Records shown:
================
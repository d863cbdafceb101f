//! API client for communicating with the Genie backend

use crate::state::AppState;
use crate::types::*;
use async_trait::async_trait;
use genie::api::{endpoint, SubscriptionApi, ORDER_PATH, VERIFY_PATH};
use genie::auth::session::{SessionContext, SessionToken};
use genie::types::{
    ApiErrorBody, ApiResponse, AppError, CreateOrderRequest, PaymentOrder, Result,
    VerifyPaymentData, VerifyPaymentRequest,
};
use gloo_net::http::{Request, RequestBuilder, Response};
use leptos::prelude::*;
use leptos::task::spawn_local;

fn with_auth(req: RequestBuilder, token: Option<&SessionToken>) -> RequestBuilder {
    match token {
        Some(t) => req.header("Authorization", &t.bearer()),
        None => req,
    }
}

async fn read_json<T: serde::de::DeserializeOwned>(resp: Response) -> Result<T> {
    if !resp.ok() {
        let status = resp.status();
        let message = resp
            .json::<ApiErrorBody>()
            .await
            .ok()
            .and_then(ApiErrorBody::into_message)
            .unwrap_or_else(|| format!("Request failed with status {}", status));
        return Err(AppError::Api {
            status: Some(status),
            message,
        });
    }

    resp.json::<T>()
        .await
        .map_err(|e| AppError::InvalidResponse(format!("Failed to parse response: {}", e)))
}

/// Make authenticated GET requests
pub async fn fetch_with_auth<T: serde::de::DeserializeOwned>(
    url: &str,
    token: Option<&SessionToken>,
) -> Result<T> {
    let resp = with_auth(Request::get(url), token)
        .send()
        .await
        .map_err(|e| AppError::Network(e.to_string()))?;

    read_json(resp).await
}

/// POST request with authentication
pub async fn post_with_auth<T, R>(url: &str, body: &T, token: Option<&SessionToken>) -> Result<R>
where
    T: serde::Serialize,
    R: serde::de::DeserializeOwned,
{
    let req = with_auth(
        Request::post(url).header("Content-Type", "application/json"),
        token,
    )
    .json(body)
    .map_err(|e| AppError::InvalidInput(format!("Failed to serialize request: {}", e)))?;

    let resp = req
        .send()
        .await
        .map_err(|e| AppError::Network(e.to_string()))?;

    read_json(resp).await
}

/// Login with email and password
pub async fn login(base_url: &str, email: &str, password: &str) -> Result<AuthData> {
    let url = endpoint(base_url, "/auth/login");
    let body = LoginRequest {
        email: email.to_string(),
        password: password.to_string(),
    };
    post_with_auth::<_, ApiResponse<AuthData>>(&url, &body, None)
        .await?
        .into_data()
}

/// Register a new account
pub async fn register(
    base_url: &str,
    name: &str,
    email: &str,
    password: &str,
) -> Result<AuthData> {
    let url = endpoint(base_url, "/auth/register");
    let body = RegisterRequest {
        name: name.to_string(),
        email: email.to_string(),
        password: password.to_string(),
    };
    post_with_auth::<_, ApiResponse<AuthData>>(&url, &body, None)
        .await?
        .into_data()
}

/// URL that starts the Google OAuth redirect; the backend comes back to
/// `/auth/callback?token=...&user=...`.
pub fn google_oauth_url(base_url: &str) -> String {
    endpoint(base_url, "/auth/google")
}

/// Fetch the signed-in user's genies
pub async fn fetch_genies(base_url: &str, token: &SessionToken) -> Result<Vec<Genie>> {
    let url = endpoint(base_url, "/genies");
    fetch_with_auth::<ApiResponse<Vec<Genie>>>(&url, Some(token))
        .await?
        .into_data()
}

/// Load genies into app state (requires auth)
pub fn load_genies(state: AppState) {
    spawn_local(async move {
        let base = state.config.api.base_url.clone();
        if let Some(token) = state.session.token() {
            match fetch_genies(&base, &token).await {
                Ok(genies) => state.genies.set(genies),
                Err(e) => tracing::error!("Failed to load genies: {}", e),
            }
        }
    });
}

/// Subscription endpoints over `fetch`
pub struct GlooSubscriptionApi {
    base_url: String,
    session: SessionContext,
}

impl GlooSubscriptionApi {
    pub fn new(base_url: impl Into<String>, session: SessionContext) -> Self {
        Self {
            base_url: base_url.into(),
            session,
        }
    }
}

#[async_trait(?Send)]
impl SubscriptionApi for GlooSubscriptionApi {
    async fn create_order(&self, plan_id: &str) -> Result<PaymentOrder> {
        let url = endpoint(&self.base_url, ORDER_PATH);
        let body = CreateOrderRequest {
            plan_id: plan_id.to_string(),
        };
        post_with_auth::<_, ApiResponse<PaymentOrder>>(&url, &body, self.session.token().as_ref())
            .await?
            .into_data()
    }

    async fn verify_payment(&self, request: &VerifyPaymentRequest) -> Result<VerifyPaymentData> {
        let url = endpoint(&self.base_url, VERIFY_PATH);
        post_with_auth::<_, ApiResponse<VerifyPaymentData>>(
            &url,
            request,
            self.session.token().as_ref(),
        )
        .await?
        .into_data()
    }
}
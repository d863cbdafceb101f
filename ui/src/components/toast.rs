//! Toast notifications

use crate::state::AppState;
use genie::payments::Notifier;
use gloo_timers::callback::Timeout;
use leptos::prelude::*;
use uuid::Uuid;

const DISMISS_AFTER_MS: u32 = 5_000;

#[derive(Debug, Clone, Copy, PartialEq, Eq)]
pub enum ToastKind {
    Success,
    Error,
    Info,
}

#[derive(Debug, Clone, PartialEq)]
pub struct Toast {
    pub id: Uuid,
    pub kind: ToastKind,
    pub message: String,
}

/// Pushes workflow notifications onto the shared toast list
#[derive(Clone, Copy)]
pub struct ToastNotifier {
    toasts: RwSignal<Vec<Toast>>,
}

impl ToastNotifier {
    pub fn new(toasts: RwSignal<Vec<Toast>>) -> Self {
        Self { toasts }
    }

    pub fn push(&self, kind: ToastKind, message: &str) {
        let id = Uuid::new_v4();
        self.toasts.update(|list| {
            list.push(Toast {
                id,
                kind,
                message: message.to_string(),
            })
        });

        let toasts = self.toasts;
        Timeout::new(DISMISS_AFTER_MS, move || {
            let _ = toasts.try_update(|list| list.retain(|t| t.id != id));
        })
        .forget();
    }
}

impl Notifier for ToastNotifier {
    fn success(&self, message: &str) {
        self.push(ToastKind::Success, message);
    }

    fn error(&self, message: &str) {
        self.push(ToastKind::Error, message);
    }

    fn info(&self, message: &str) {
        self.push(ToastKind::Info, message);
    }
}

/// Stack of visible toasts, bottom right
#[component]
pub fn Toasts() -> impl IntoView {
    let state = expect_context::<AppState>();
    let toasts = state.toasts;

    view! {
        <div class="fixed bottom-4 right-4 z-50 flex flex-col gap-2 max-w-sm">
            <For
                each=move || toasts.get()
                key=|toast| toast.id
                children=move |toast| {
                    let id = toast.id;
                    let tone = match toast.kind {
                        ToastKind::Success => "toast toast-success",
                        ToastKind::Error => "toast toast-error",
                        ToastKind::Info => "toast toast-info",
                    };
                    view! {
                        <div class=format!("{} animate-fade-in-up", tone) role="status">
                            <span class="flex-1 text-sm">{toast.message}</span>
                            <button
                                class="text-xs opacity-70 hover:opacity-100"
                                on:click=move |_| toasts.update(|list| list.retain(|t| t.id != id))
                            >
                                "✕"
                            </button>
                        </div>
                    }
                }
            />
        </div>
    }
}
================
Directions:
Whenever the string "impl" occurs in a line of the entries above, copy that line.

Reply to the task:
impl GlooSubscriptionApi {
    pub fn new(base_url: impl Into<String>, session: SessionContext) -> Self {
impl SubscriptionApi for GlooSubscriptionApi {
impl ToastNotifier {
impl Notifier for ToastNotifier {
pub fn Toasts() -> impl IntoView {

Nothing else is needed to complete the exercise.